** Exercise description **
Check every line below for the word "bytes" and give only the number of lines where it appears.

Collected data entries:
━━━━
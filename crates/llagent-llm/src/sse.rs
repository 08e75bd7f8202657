//! Minimal SSE framing for the llama-server response stream.
//!
//! The endpoint emits `data: {json}\n\n` frames terminated by
//! `data: [DONE]`. Byte chunks from the HTTP body are fed into
//! [`SseLineBuffer`] which yields complete lines regardless of how the
//! transport split them.

/// Incremental line assembler for SSE byte chunks.
///
/// Buffers raw bytes so multi-byte UTF-8 sequences split across transport
/// chunks decode correctly once the line completes.
#[derive(Debug, Default)]
pub struct SseLineBuffer {
    pending: Vec<u8>,
}

impl SseLineBuffer {
    /// Create an empty buffer.
    #[must_use]
    pub fn new() -> Self {
        Self::default()
    }

    /// Feed a chunk of bytes; returns the complete lines it closed.
    pub fn push(&mut self, chunk: &[u8]) -> Vec<String> {
        self.pending.extend_from_slice(chunk);
        let mut lines = Vec::new();
        while let Some(pos) = self.pending.iter().position(|&b| b == b'\n') {
            let mut line: Vec<u8> = self.pending.drain(..=pos).collect();
            let _ = line.pop();
            if line.last() == Some(&b'\r') {
                let _ = line.pop();
            }
            lines.push(String::from_utf8_lossy(&line).into_owned());
        }
        lines
    }
}

/// Extract the payload of a `data:` line; `None` for comments, blank
/// separators, and other field lines.
#[must_use]
pub fn data_payload(line: &str) -> Option<&str> {
    let rest = line.strip_prefix("data:")?;
    Some(rest.strip_prefix(' ').unwrap_or(rest))
}

/// The sentinel payload closing an OpenAI-compatible stream.
pub const DONE_SENTINEL: &str = "[DONE]";

// ─────────────────────────────────────────────────────────────────────────────
// Tests
// ─────────────────────────────────────────────────────────────────────────────

#[cfg(test)]
mod tests {
    use super::*;

    #[test]
    fn push_yields_complete_lines() {
        let mut buf = SseLineBuffer::new();
        let lines = buf.push(b"data: {\"a\":1}\n\ndata: [DONE]\n");
        assert_eq!(lines, vec!["data: {\"a\":1}", "", "data: [DONE]"]);
    }

    #[test]
    fn push_holds_partial_lines() {
        let mut buf = SseLineBuffer::new();
        assert!(buf.push(b"data: {\"par").is_empty());
        let lines = buf.push(b"tial\":true}\n");
        assert_eq!(lines, vec!["data: {\"partial\":true}"]);
    }

    #[test]
    fn push_strips_crlf() {
        let mut buf = SseLineBuffer::new();
        let lines = buf.push(b"data: x\r\n");
        assert_eq!(lines, vec!["data: x"]);
    }

    #[test]
    fn utf8_split_across_chunks_decodes_intact() {
        let mut buf = SseLineBuffer::new();
        let bytes = "data: héllo\n".as_bytes();
        // Split inside the two-byte 'é' sequence.
        let _ = buf.push(&bytes[..7]);
        let lines = buf.push(&bytes[7..]);
        assert_eq!(lines, vec!["data: héllo"]);
    }

    #[test]
    fn data_payload_strips_prefix() {
        assert_eq!(data_payload("data: {\"a\":1}"), Some("{\"a\":1}"));
        assert_eq!(data_payload("data:{\"a\":1}"), Some("{\"a\":1}"));
        assert_eq!(data_payload(": comment"), None);
        assert_eq!(data_payload("event: foo"), None);
        assert_eq!(data_payload(""), None);
    }

    #[test]
    fn done_sentinel_matches() {
        assert_eq!(data_payload("data: [DONE]"), Some(DONE_SENTINEL));
    }
}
━━━━
** Task response **
5